**What you should do**
The lines to copy from the data below are those that hold the string "telemedicine".
---- Material shown
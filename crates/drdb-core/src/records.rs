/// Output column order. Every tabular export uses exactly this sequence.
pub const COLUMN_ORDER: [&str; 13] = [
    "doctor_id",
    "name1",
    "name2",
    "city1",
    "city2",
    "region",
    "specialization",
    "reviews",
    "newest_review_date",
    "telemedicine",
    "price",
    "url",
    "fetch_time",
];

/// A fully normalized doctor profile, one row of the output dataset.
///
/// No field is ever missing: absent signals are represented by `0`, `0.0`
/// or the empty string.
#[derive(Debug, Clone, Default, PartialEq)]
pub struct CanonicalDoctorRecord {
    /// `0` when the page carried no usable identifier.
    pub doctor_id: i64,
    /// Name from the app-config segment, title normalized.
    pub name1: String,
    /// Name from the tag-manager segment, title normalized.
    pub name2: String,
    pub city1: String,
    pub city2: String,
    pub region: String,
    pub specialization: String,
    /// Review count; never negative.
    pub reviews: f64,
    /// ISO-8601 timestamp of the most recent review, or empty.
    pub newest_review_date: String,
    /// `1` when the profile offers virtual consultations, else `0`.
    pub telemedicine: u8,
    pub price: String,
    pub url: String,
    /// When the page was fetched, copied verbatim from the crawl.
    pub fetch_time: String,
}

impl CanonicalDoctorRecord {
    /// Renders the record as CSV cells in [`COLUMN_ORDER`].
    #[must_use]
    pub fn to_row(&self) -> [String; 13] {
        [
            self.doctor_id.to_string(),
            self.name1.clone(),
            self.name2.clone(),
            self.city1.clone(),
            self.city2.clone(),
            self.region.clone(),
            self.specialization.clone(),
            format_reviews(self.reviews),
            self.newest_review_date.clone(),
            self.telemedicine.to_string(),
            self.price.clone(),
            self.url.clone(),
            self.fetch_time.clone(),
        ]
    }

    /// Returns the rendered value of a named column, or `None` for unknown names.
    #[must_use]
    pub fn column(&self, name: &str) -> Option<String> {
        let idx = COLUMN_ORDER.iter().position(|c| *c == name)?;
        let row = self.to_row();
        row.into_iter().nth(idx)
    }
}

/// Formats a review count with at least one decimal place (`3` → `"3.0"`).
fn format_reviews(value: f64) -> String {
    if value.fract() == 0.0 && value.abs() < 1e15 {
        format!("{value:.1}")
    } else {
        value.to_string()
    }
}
--------
---- Material shown
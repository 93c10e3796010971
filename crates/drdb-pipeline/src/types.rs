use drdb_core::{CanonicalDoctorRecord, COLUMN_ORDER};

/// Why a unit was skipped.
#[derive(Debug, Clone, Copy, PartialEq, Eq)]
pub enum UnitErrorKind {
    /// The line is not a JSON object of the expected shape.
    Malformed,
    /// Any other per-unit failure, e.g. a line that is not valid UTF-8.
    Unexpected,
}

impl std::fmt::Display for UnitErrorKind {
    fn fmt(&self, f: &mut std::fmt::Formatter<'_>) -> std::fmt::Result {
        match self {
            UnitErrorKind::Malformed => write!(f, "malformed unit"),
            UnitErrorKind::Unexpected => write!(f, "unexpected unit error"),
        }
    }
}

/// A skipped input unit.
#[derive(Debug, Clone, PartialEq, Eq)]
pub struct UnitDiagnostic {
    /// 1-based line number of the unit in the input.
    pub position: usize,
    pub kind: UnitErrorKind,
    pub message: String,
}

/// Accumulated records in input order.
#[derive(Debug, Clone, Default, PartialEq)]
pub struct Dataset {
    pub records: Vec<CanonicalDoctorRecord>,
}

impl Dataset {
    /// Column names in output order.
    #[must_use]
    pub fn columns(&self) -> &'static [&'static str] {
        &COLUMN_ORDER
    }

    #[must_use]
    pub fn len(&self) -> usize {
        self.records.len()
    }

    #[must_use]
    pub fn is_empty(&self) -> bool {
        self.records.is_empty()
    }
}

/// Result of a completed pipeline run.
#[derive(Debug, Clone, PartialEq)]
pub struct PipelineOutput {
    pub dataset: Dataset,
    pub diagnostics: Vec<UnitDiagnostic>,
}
--------
---- Material shown
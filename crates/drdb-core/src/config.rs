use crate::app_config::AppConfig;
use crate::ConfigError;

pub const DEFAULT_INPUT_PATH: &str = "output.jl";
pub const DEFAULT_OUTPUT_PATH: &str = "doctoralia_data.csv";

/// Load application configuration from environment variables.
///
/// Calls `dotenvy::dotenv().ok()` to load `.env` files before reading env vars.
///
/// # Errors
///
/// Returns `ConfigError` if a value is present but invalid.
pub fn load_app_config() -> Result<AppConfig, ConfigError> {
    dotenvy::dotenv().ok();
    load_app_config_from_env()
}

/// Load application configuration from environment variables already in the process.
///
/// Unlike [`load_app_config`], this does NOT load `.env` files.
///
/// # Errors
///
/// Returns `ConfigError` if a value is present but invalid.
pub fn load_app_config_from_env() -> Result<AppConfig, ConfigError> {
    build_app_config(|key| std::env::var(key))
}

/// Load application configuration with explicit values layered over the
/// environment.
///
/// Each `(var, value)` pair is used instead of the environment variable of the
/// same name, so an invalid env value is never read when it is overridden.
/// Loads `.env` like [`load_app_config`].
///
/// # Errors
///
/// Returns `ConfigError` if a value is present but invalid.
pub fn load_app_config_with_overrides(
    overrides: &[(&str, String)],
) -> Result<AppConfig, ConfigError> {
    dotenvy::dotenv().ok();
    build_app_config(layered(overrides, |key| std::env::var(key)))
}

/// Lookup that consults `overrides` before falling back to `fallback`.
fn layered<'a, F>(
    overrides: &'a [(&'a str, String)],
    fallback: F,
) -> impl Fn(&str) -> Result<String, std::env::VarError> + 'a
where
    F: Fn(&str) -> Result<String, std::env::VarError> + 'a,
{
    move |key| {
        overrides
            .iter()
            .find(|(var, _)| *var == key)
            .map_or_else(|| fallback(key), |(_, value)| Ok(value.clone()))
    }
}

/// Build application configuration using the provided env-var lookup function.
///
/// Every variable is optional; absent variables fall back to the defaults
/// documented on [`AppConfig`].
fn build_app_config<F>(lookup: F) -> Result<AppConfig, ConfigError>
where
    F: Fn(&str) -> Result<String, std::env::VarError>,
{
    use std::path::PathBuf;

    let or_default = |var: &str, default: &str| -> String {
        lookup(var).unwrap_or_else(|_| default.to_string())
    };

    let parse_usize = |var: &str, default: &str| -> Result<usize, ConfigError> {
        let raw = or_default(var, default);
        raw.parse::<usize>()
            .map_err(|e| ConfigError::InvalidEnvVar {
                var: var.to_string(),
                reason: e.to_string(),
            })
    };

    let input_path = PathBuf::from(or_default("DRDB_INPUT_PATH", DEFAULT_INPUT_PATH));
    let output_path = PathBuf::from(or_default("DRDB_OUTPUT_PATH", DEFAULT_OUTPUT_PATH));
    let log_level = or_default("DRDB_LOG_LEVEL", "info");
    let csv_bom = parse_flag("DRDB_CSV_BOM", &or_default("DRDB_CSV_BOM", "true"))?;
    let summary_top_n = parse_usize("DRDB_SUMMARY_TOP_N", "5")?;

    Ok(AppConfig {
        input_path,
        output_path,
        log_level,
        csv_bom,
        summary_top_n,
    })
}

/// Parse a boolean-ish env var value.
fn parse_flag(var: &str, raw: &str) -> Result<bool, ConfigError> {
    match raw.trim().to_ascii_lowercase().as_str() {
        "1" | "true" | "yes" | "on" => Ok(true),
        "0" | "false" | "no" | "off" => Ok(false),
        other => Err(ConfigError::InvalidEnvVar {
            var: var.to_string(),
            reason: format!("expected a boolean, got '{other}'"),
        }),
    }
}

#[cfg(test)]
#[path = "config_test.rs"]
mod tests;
--------
**Answer box**
    "telemedicine",
    pub telemedicine: u8,
            self.telemedicine.to_string(),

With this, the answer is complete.